The introduction and establishment of genes from one breeding population into another’s gene pool. The introduction of novel alleles via gene flow enhances population diversity and allows for new trait combinations. Gene flow occurs in humans mostly as a result of the voluntary or forced movement of human groups. In the case of migration, the bigger the difference in allele frequencies between resident and migrant individuals, as well as the larger the number of migrants, the greater the impact of migrants on the resident population’s genetic makeup.
Now we will take an in-depth look at gene flow, gene flow examples and lastly at gene flow diagram.
Gene flow-
The transfer of genes or alleles between interbreeding populations of a species is referred to as gene flow in population genetics. When individuals of one gene pool mate with members of another gene pool, the allele frequencies of the offspring might change (which pertains to the proportion of members in a population carrying a specific variant of a gene).
As a result, the genetic diversity within a population may be influenced by the gene pool. Members of a population of a given species moving to a new environment, for example, may generate gene flow when they mate with members of an existing population in the ecosystem. As a result, highly mobile animals are more likely to change allele frequency as a result of gene flow.
Types-
- Vertical gene transmission- Parent to offspring and may occur between two populations of the same species. The genetic material is transferred from parents to children via vertical gene transfer. It might be done either sexually or asexually. Horizontal gene transfer, on the other hand, is the transfer of genetic material from a donor organism to an organism that is not its offspring.
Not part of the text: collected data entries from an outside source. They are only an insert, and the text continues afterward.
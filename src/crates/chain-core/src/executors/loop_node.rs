//! Loop node executor
//!
//! Resolves `items_source` to an array, then runs the body node set once
//! per item with `item_var` bound into the body's context. Iterations run
//! sequentially; output order is deterministic by item index. The body is
//! executed as its own sub-level decomposition, with each body node going
//! through the regular per-node wrapper.
//!
//! Output: `{"iterations": [per-iteration body outputs], "count": N}`.

use crate::chain::{Chain, DispatchMode};
use crate::error::{ChainError, Result};
use crate::node::NodeConfig;
use crate::path::resolve_path;
use crate::registry::{NodeContext, NodeExecutor};
use crate::result::{NodeExecutionResult, NodeMetadata};
use async_trait::async_trait;
use serde_json::{json, Map, Value};

/// Executor for `loop` nodes
pub struct LoopExecutor;

#[async_trait]
impl NodeExecutor for LoopExecutor {
    async fn execute(
        &self,
        chain: &Chain,
        node: &NodeConfig,
        ctx: &NodeContext,
    ) -> Result<NodeExecutionResult> {
        let NodeConfig::Loop(config) = node else {
            return Err(ChainError::config("loop executor received a non-loop node"));
        };
        let metadata = NodeMetadata::started(node);

        let items = match resolve_items_source(ctx, &config.items_source) {
            Ok(Value::Array(items)) => items,
            Ok(other) => {
                return Ok(NodeExecutionResult::failure(
                    metadata,
                    format!(
                        "items source '{}' did not resolve to an array (found {other})",
                        config.items_source
                    ),
                    "DependencyError",
                ));
            }
            Err(message) => {
                return Ok(NodeExecutionResult::failure(
                    metadata,
                    message,
                    "DependencyError",
                ));
            }
        };

        if items.len() as u32 > config.max_iterations {
            tracing::warn!(
                node = %ctx.node_id,
                items = items.len(),
                max_iterations = config.max_iterations,
                "item list exceeds max_iterations; truncating"
            );
        }

        let mut iterations: Vec<Value> = Vec::new();
        for (index, item) in items
            .iter()
            .take(config.max_iterations as usize)
            .enumerate()
        {
            if ctx.cancel.is_cancelled() {
                return Ok(NodeExecutionResult::failure(
                    metadata,
                    "execution cancelled",
                    "Cancelled",
                )
                .with_output(json!({"iterations": iterations, "count": index})));
            }

            // Child scope: the loop's own inputs plus the bound item
            let mut scope = ctx
                .inputs
                .as_object()
                .cloned()
                .unwrap_or_default();
            scope.insert(config.item_var.clone(), item.clone());
            let extra = Value::Object(scope);

            let body_results = chain
                .execute_subgraph(
                    &config.body_node_ids,
                    ctx.results.as_ref(),
                    Some(&extra),
                    &ctx.execution_id,
                    &ctx.cancel,
                    chain.options.max_parallel,
                    DispatchMode::Wrapped,
                )
                .await;

            let mut outputs = Map::new();
            for body_id in &config.body_node_ids {
                match body_results.get(body_id) {
                    Some(result) if result.success => {
                        outputs.insert(
                            body_id.clone(),
                            result.output.clone().unwrap_or(Value::Null),
                        );
                    }
                    Some(result) => {
                        let message = result
                            .error
                            .clone()
                            .unwrap_or_else(|| "unknown error".into());
                        return Ok(NodeExecutionResult::failure(
                            metadata,
                            format!("iteration {index}: node '{body_id}' failed: {message}"),
                            "ExecutorError",
                        )
                        .with_output(json!({"iterations": iterations, "count": index})));
                    }
                    None => {
                        return Ok(NodeExecutionResult::failure(
                            metadata,
                            format!("iteration {index}: node '{body_id}' produced no result"),
                            "ExecutorError",
                        )
                        .with_output(json!({"iterations": iterations, "count": index})));
                    }
                }
            }
            iterations.push(Value::Object(outputs));
        }

        let count = iterations.len();
        Ok(NodeExecutionResult::success(
            metadata,
            json!({ "iterations": iterations, "count": count }),
        ))
    }
}

/// Resolve an items-source path: `<node_id>.<path>` against accumulated
/// results, falling back to the node's own input context
fn resolve_items_source(ctx: &NodeContext, source: &str) -> std::result::Result<Value, String> {
    let (first, rest) = match source.split_once('.') {
        Some((first, rest)) => (first, rest),
        None => (source, ""),
    };

    if let Some(result) = ctx.results.get(first) {
        let output = result
            .output
            .as_ref()
            .ok_or_else(|| format!("node '{first}' produced no output"))?;
        return resolve_path(output, rest)
            .map(Value::clone)
            .map_err(|e| e.to_string());
    }

    resolve_path(&ctx.inputs, source)
        .map(Value::clone)
        .map_err(|e| e.to_string())
}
- Horizontal gene transfer (HGT, also known as lateral gene transfer)- Occurs between two distinct species, such as gene transfer from bacteria or viruses to a higher creature or gene transfer from an endosymbiont to the host.
- HGT without symbiosis is also prevalent; the majority of recorded examples include the presence of genes from bacteria in the nucleus. Their popularity maybe because they are more visible than genes from other eukaryotes, yet bacteria may be the primary source of new genes due to their number.
Barriers-
- Allopatric speciation- When physical barriers hinder gene flow, this leads to Allopatric speciation or a remoteness that prevents groups of the same species from exchanging genetic material. Natural, but not necessarily, physical limitations to gene flow exist. Impassable mountain ranges, seas, and enormous deserts are examples.
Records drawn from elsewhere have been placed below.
//! Per-node execution wrapper
//!
//! Every scheduled node passes through [`execute_node`], which applies the
//! cross-cutting policy around the type-specific executor, in order:
//!
//! 1. build the input context (mapping resolution + input-schema coercion);
//!    failures here are non-retryable and skip the executor entirely
//! 2. persist the input context to the context store
//! 3. cache lookup under a single-flight lock (one build per key at a time)
//! 4. the attempt loop: timeout scope → executor → on success annotate
//!    retry count, apply output aliases, persist output, validate the
//!    output schema (a validation failure demotes the result and is
//!    non-retryable), store in cache; on failure sleep
//!    `backoff · 2^attempt` and retry while attempts remain
//! 5. exhaustion: a failed result carrying the last error
//!
//! The wrapper never returns `Err`: executor errors become failed results
//! so sibling nodes keep running, and the chain entry point re-raises
//! under the HALT policy from the recorded failure.

use crate::cancel::CancelToken;
use crate::chain::Chain;
use crate::context::{apply_input_schema, build_node_context};
use crate::node::NodeConfig;
use crate::path::resolve_path;
use crate::registry::NodeContext;
use crate::result::{NodeExecutionResult, NodeMetadata};
use crate::validation::validate_output;
use serde_json::Value;
use std::collections::HashMap;
use std::sync::Arc;
use std::time::Duration;

/// Execute a node through the full wrapper
pub(crate) async fn execute_node(
    chain: &Chain,
    node: &NodeConfig,
    snapshot: Arc<HashMap<String, NodeExecutionResult>>,
    execution_id: &str,
    cancel: CancelToken,
    initial_context: Option<Value>,
) -> NodeExecutionResult {
    let node_id = node.id();

    // 1. Input context; a broken mapping fails the node without invoking
    //    the executor and without retries
    let inputs = match build_node_context(node, &snapshot, initial_context.as_ref())
        .and_then(|ctx| apply_input_schema(node, ctx))
    {
        Ok(inputs) => inputs,
        Err(e) => {
            tracing::warn!(node = %node_id, error = %e, "context build failed");
            return NodeExecutionResult::failure(
                NodeMetadata::started(node),
                e.to_string(),
                e.kind_name(),
            );
        }
    };

    // 2. Record the input context
    chain
        .context_store
        .put(node_id, execution_id, inputs.clone())
        .await;

    let mut ctx = NodeContext {
        inputs,
        workflow_id: chain.workflow_id().to_string(),
        execution_id: execution_id.to_string(),
        node_id: node_id.to_string(),
        attempt: 0,
        results: snapshot,
        cancel: cancel.clone(),
    };

    // 3. Cache lookup behind a single-flight lock. The guard stays alive
    //    for the rest of the call so concurrent tasks with the same key
    //    wait for this build instead of duplicating it.
    let caching = chain.options.use_cache && node.base().use_cache;
    let key = if caching {
        crate::cache::cache_key(node, &ctx.inputs)
    } else {
        None
    };
    let _flight = match &key {
        Some(key) => {
            let guard = chain.flights.lock(key).await;
            if let Some(cached) = chain.cache.get(key).await {
                tracing::debug!(node = %node_id, "cache hit");
                return cached;
            }
            Some(guard)
        }
        None => None,
    };

    // 4. Attempt loop
    let max_retries = node.base().retries;
    let base_backoff = node.base().backoff_seconds;
    let mut last_error: Option<(String, String)> = None; // (message, error_type)

    for attempt in 0..=max_retries {
        if cancel.is_cancelled() {
            return NodeExecutionResult::failure(
                NodeMetadata::started(node),
                "execution cancelled",
                "Cancelled",
            );
        }
        ctx.attempt = attempt;

        let executor = match chain.executors.get(node.kind()) {
            Ok(executor) => executor,
            Err(e) => {
                return NodeExecutionResult::failure(
                    NodeMetadata::started(node),
                    e.to_string(),
                    e.kind_name(),
                )
            }
        };

        let invocation = executor.execute(chain, node, &ctx);
        let outcome = match node.base().timeout_seconds {
            Some(seconds) => {
                match tokio::time::timeout(Duration::from_secs(seconds), invocation).await {
                    Ok(outcome) => outcome,
                    Err(_) => {
                        tracing::warn!(node = %node_id, seconds, attempt, "node timed out");
                        last_error = Some((
                            format!("execution exceeded timeout of {seconds}s"),
                            "Timeout".to_string(),
                        ));
                        if attempt < max_retries {
                            if !backoff_sleep(base_backoff, attempt, &cancel).await {
                                return cancelled_result(node);
                            }
                        }
                        continue;
                    }
                }
            }
            None => invocation.await,
        };

        match outcome {
            Ok(mut result) if result.success => {
                result.metadata.retry_count = attempt;
                result.context_used = Some(ctx.inputs.clone());

                apply_output_mappings(node, &mut result);

                if chain.options.persist_intermediate_outputs {
                    if let Some(output) = &result.output {
                        chain
                            .context_store
                            .put(node_id, execution_id, output.clone())
                            .await;
                    }
                }

                // Output validation demotes the result; deterministic, so
                // no retry and no cache store
                if chain.options.validate_outputs {
                    if let Some(schema) = &node.base().output_schema {
                        let output = result.output.clone().unwrap_or(Value::Null);
                        let problems = validate_output(schema, &output);
                        if !problems.is_empty() {
                            let message = format!(
                                "Output validation failed for node '{node_id}' against \
                                 declared schema: {}",
                                problems.join("; ")
                            );
                            tracing::warn!(node = %node_id, %message, "output rejected");
                            result.success = false;
                            result.metadata.error_type = Some("ValidationError".to_string());
                            result.error = Some(match result.error.take() {
                                Some(existing) => format!("{existing}; {message}"),
                                None => message,
                            });
                            return result;
                        }
                    }
                }

                if let Some(key) = &key {
                    chain.cache.set(key, result.clone()).await;
                }
                return result;
            }
            Ok(result) => {
                let message = result.error.clone().unwrap_or_else(|| "unknown error".into());
                let error_type = result
                    .metadata
                    .error_type
                    .clone()
                    .unwrap_or_else(|| "ExecutorError".to_string());
                tracing::warn!(node = %node_id, attempt, error = %message, "node attempt failed");
                last_error = Some((message, error_type));
            }
            Err(e) if !e.is_retryable() => {
                return NodeExecutionResult::failure(
                    NodeMetadata::started(node),
                    e.to_string(),
                    e.kind_name(),
                );
            }
            Err(e) => {
                tracing::warn!(node = %node_id, attempt, error = %e, "node attempt errored");
                last_error = Some((e.to_string(), e.kind_name().to_string()));
            }
        }

        if attempt < max_retries && !backoff_sleep(base_backoff, attempt, &cancel).await {
            return cancelled_result(node);
        }
    }

    // 5. Exhaustion
    let (message, error_type) =
        last_error.unwrap_or_else(|| ("unknown error".into(), "UnknownError".into()));
    let mut metadata = NodeMetadata::started(node);
    metadata.retry_count = max_retries;
    NodeExecutionResult::failure(
        metadata,
        format!("Retry limit exceeded ({max_retries}) – last error: {message}"),
        error_type,
    )
}

/// Dispatch a node straight to its executor, without retry, cache,
/// persistence or validation
///
/// Recursive iteration bodies run through here: the outer recursive node's
/// wrapper already owns those policies, and caching an individual
/// iteration would alias distinct loop states onto one key.
pub(crate) async fn dispatch_node(
    chain: &Chain,
    node: &NodeConfig,
    snapshot: Arc<HashMap<String, NodeExecutionResult>>,
    execution_id: &str,
    cancel: CancelToken,
    initial_context: Option<Value>,
) -> NodeExecutionResult {
    let inputs = match build_node_context(node, &snapshot, initial_context.as_ref())
        .and_then(|ctx| apply_input_schema(node, ctx))
    {
        Ok(inputs) => inputs,
        Err(e) => {
            return NodeExecutionResult::failure(
                NodeMetadata::started(node),
                e.to_string(),
                e.kind_name(),
            )
        }
    };

    let ctx = NodeContext {
        inputs,
        workflow_id: chain.workflow_id().to_string(),
        execution_id: execution_id.to_string(),
        node_id: node.id().to_string(),
        attempt: 0,
        results: snapshot,
        cancel,
    };

    let executor = match chain.executors.get(node.kind()) {
        Ok(executor) => executor,
        Err(e) => {
            return NodeExecutionResult::failure(
                NodeMetadata::started(node),
                e.to_string(),
                e.kind_name(),
            )
        }
    };

    match executor.execute(chain, node, &ctx).await {
        Ok(mut result) => {
            if result.success {
                // Output aliases are an engine-boundary concern and apply
                // on the direct path too
                apply_output_mappings(node, &mut result);
            }
            result
        }
        Err(e) => NodeExecutionResult::failure(
            NodeMetadata::started(node),
            e.to_string(),
            e.kind_name(),
        ),
    }
}

/// Publish output aliases declared in `output_mappings`
///
/// Aliases resolve against the raw output and merge into it when the
/// output is an object; a path that fails to resolve is skipped with a
/// warning rather than failing the node.
fn apply_output_mappings(node: &NodeConfig, result: &mut NodeExecutionResult) {
    let mappings = &node.base().output_mappings;
    if mappings.is_empty() {
        return;
    }
    let Some(Value::Object(ref mut output)) = result.output else {
        return;
    };

    let raw = Value::Object(output.clone());
    let mut aliases = Vec::with_capacity(mappings.len());
    for (alias, path) in mappings {
        match resolve_path(&raw, path) {
            Ok(value) => aliases.push((alias.clone(), value.clone())),
            Err(e) => {
                tracing::warn!(
                    node = %node.id(),
                    alias = %alias,
                    error = %e,
                    "output mapping did not resolve"
                );
            }
        }
    }
    for (alias, value) in aliases {
        output.insert(alias, value);
    }
}

/// Sleep `backoff · 2^attempt` seconds; false when cancelled mid-sleep
async fn backoff_sleep(base_backoff: f64, attempt: u32, cancel: &CancelToken) -> bool {
    if base_backoff <= 0.0 {
        return true;
    }
    let wait = base_backoff * 2f64.powi(attempt as i32);
    tokio::select! {
        _ = tokio::time::sleep(Duration::from_secs_f64(wait)) => true,
        _ = cancel.cancelled() => false,
    }
}

fn cancelled_result(node: &NodeConfig) -> NodeExecutionResult {
    NodeExecutionResult::failure(
        NodeMetadata::started(node),
        "execution cancelled",
        "Cancelled",
    )
}

// Wrapper behavior is exercised end-to-end in tests/engine.rs: retry with
// eventual success, timeout conversion, cache hit short-circuiting, output
// validation demotion, and dependency failures skipping the executor.

#[cfg(test)]
mod tests {
    use crate::error::ChainError;

    #[test]
    fn test_error_kind_names_round_trip() {
        let timeout = ChainError::Timeout {
            node: "a".into(),
            seconds: 3,
        };
        assert_eq!(timeout.kind_name(), "TimeoutError");
        let dep = ChainError::dependency("a", "missing");
        assert_eq!(dep.kind_name(), "DependencyError");
    }
}
//! Scripted mock LLM service.
//!
//! Replays a fixed sequence of replies and records every prompt it was
//! called with. The engine's test suites use this to drive LLM and agent
//! nodes without network access; it also lets tests assert call counts for
//! cache-hit and retry behavior.

use crate::config::LlmConfig;
use crate::error::{LlmError, Result};
use crate::service::{LlmReply, LlmService, TokenUsage, ToolSchema};
use async_trait::async_trait;
use serde_json::Value;
use std::sync::atomic::{AtomicUsize, Ordering};
use std::sync::Mutex;

/// One scripted outcome.
enum Scripted {
    Reply { text: String, usage: TokenUsage },
    Failure(String),
}

/// Mock [`LlmService`] that replays scripted replies in order.
///
/// When the script is exhausted the last reply repeats, so single-reply
/// mocks can serve any number of calls.
#[derive(Default)]
pub struct MockLlm {
    script: Mutex<Vec<Scripted>>,
    calls: AtomicUsize,
    prompts: Mutex<Vec<String>>,
}

impl MockLlm {
    /// Create a mock with an empty script; calls fail until a reply is added.
    pub fn new() -> Self {
        Self::default()
    }

    /// Create a mock that always answers `text` with the given usage.
    pub fn replying(text: impl Into<String>, usage: TokenUsage) -> Self {
        let mock = Self::new();
        mock.push_reply(text, usage);
        mock
    }

    /// Append a successful reply to the script.
    pub fn push_reply(&self, text: impl Into<String>, usage: TokenUsage) {
        self.script
            .lock()
            .expect("mock script lock poisoned")
            .push(Scripted::Reply {
                text: text.into(),
                usage,
            });
    }

    /// Append a provider failure to the script.
    pub fn push_failure(&self, message: impl Into<String>) {
        self.script
            .lock()
            .expect("mock script lock poisoned")
            .push(Scripted::Failure(message.into()));
    }

    /// Number of `generate` calls made so far.
    pub fn call_count(&self) -> usize {
        self.calls.load(Ordering::SeqCst)
    }

    /// Prompts received, in call order.
    pub fn prompts(&self) -> Vec<String> {
        self.prompts
            .lock()
            .expect("mock prompt lock poisoned")
            .clone()
    }
}

#[async_trait]
impl LlmService for MockLlm {
    async fn generate(
        &self,
        _config: &LlmConfig,
        prompt: &str,
        _context: Option<&Value>,
        _tools: Option<&[ToolSchema]>,
    ) -> Result<LlmReply> {
        let call_idx = self.calls.fetch_add(1, Ordering::SeqCst);
        self.prompts
            .lock()
            .expect("mock prompt lock poisoned")
            .push(prompt.to_string());

        let script = self.script.lock().expect("mock script lock poisoned");
        if script.is_empty() {
            return Err(LlmError::Provider("mock script is empty".into()));
        }
        let entry = &script[call_idx.min(script.len() - 1)];
        match entry {
            Scripted::Reply { text, usage } => Ok(LlmReply {
                text: text.clone(),
                usage: *usage,
            }),
            Scripted::Failure(message) => Err(LlmError::Provider(message.clone())),
        }
    }
}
- Artificial, man-made boundaries, like the Great Wall of China, have restricted the gene flow of natural plant populations in certain circumstances. As there is little to no gene flow to facilitate recombination of the gene pools, samples of the same species growing on separate sides have evolved genetic variations.
- Sympatric speciation- Gene flow barriers may not necessarily have to be physical. When life forms from the same ancestor species emerge along with the same range, this is known as sympatric speciation. This is often caused by a reproductive barrier. Due to reproductive hurdles, fragmentation, specialised pollinators, or restricted hybridization or hybridization creating unsuitable hybrids, species may coexist in the same habitat but have relatively little gene flow.
- A breed is one in which people cannot discern the difference between it and other species without using genetics. genetic pollution, assortative mating, and outbreeding may all arise from gene flow between hybrid and wild populations, resulting in a loss of genetic diversity. Endogamy can cause genetic distance in human groups owing to differences in caste, ethnicity, culture, and religion.
Gene flow examples-
- Dogs- Dogs come in many shapes and sizes across the globe. A wild wolf is dwarfed by the biggest domestic dogs. Even as an adult, the tiniest domestic dog may be mistaken for a baby wolf. Dogs have altered practically every element of their look since they were werewolves in one community or another. Dogs are one of the most well-known instances of artificial selection, which is the process of establishing features via selective breeding.
All werewolves about 15,000 years ago. However, some of these pre-dogs were much more prone to scavenge from the burgeoning human settlements. The wolves retreated away from civilisation, whilst the pre-dogs grew closer to people. The humans and the dogs eventually figured out a “social compact” of sorts.
- Bacteria- Bacteria and other asexual organisms may occasionally transmit genetic diversity through non-sexual means. Horizontal gene transfer, for example, allows DNA to be passed across species without the necessity for sexual reproduction. In reality, these gene exchanges millions of years ago are responsible for most of today’s variety. This is one of many gene flow biology examples.
Gene flow diagram-
The probable consequences of increasing genetic exchange are summarised in this diagram. The black highlights cases of gene flow affecting the number of taxa, whereas the grey highlights examples of gene flow affecting population fitness. The dotted lines represent examples where gene flow has a detrimental impact on biodiversity, whereas the continuous lines represent cases where gene flow has a beneficial impact on biodiversity.
Conclusion-
In this article we have read about gene flow, gene flow types, barriers to gene flow, examples of gene flow and lastly, we tried to understand the gene flow with the help of a flow diagram. The transfer of genes from one group to another may also result in evolution. This gene flow occurs as organisms move. Even if no other evolutionary processes are at work, the removal or addition of species may easily influence gene pool frequencies. While there are certain drawbacks to gene flow, the benefits have outweighed the drawbacks in the long term.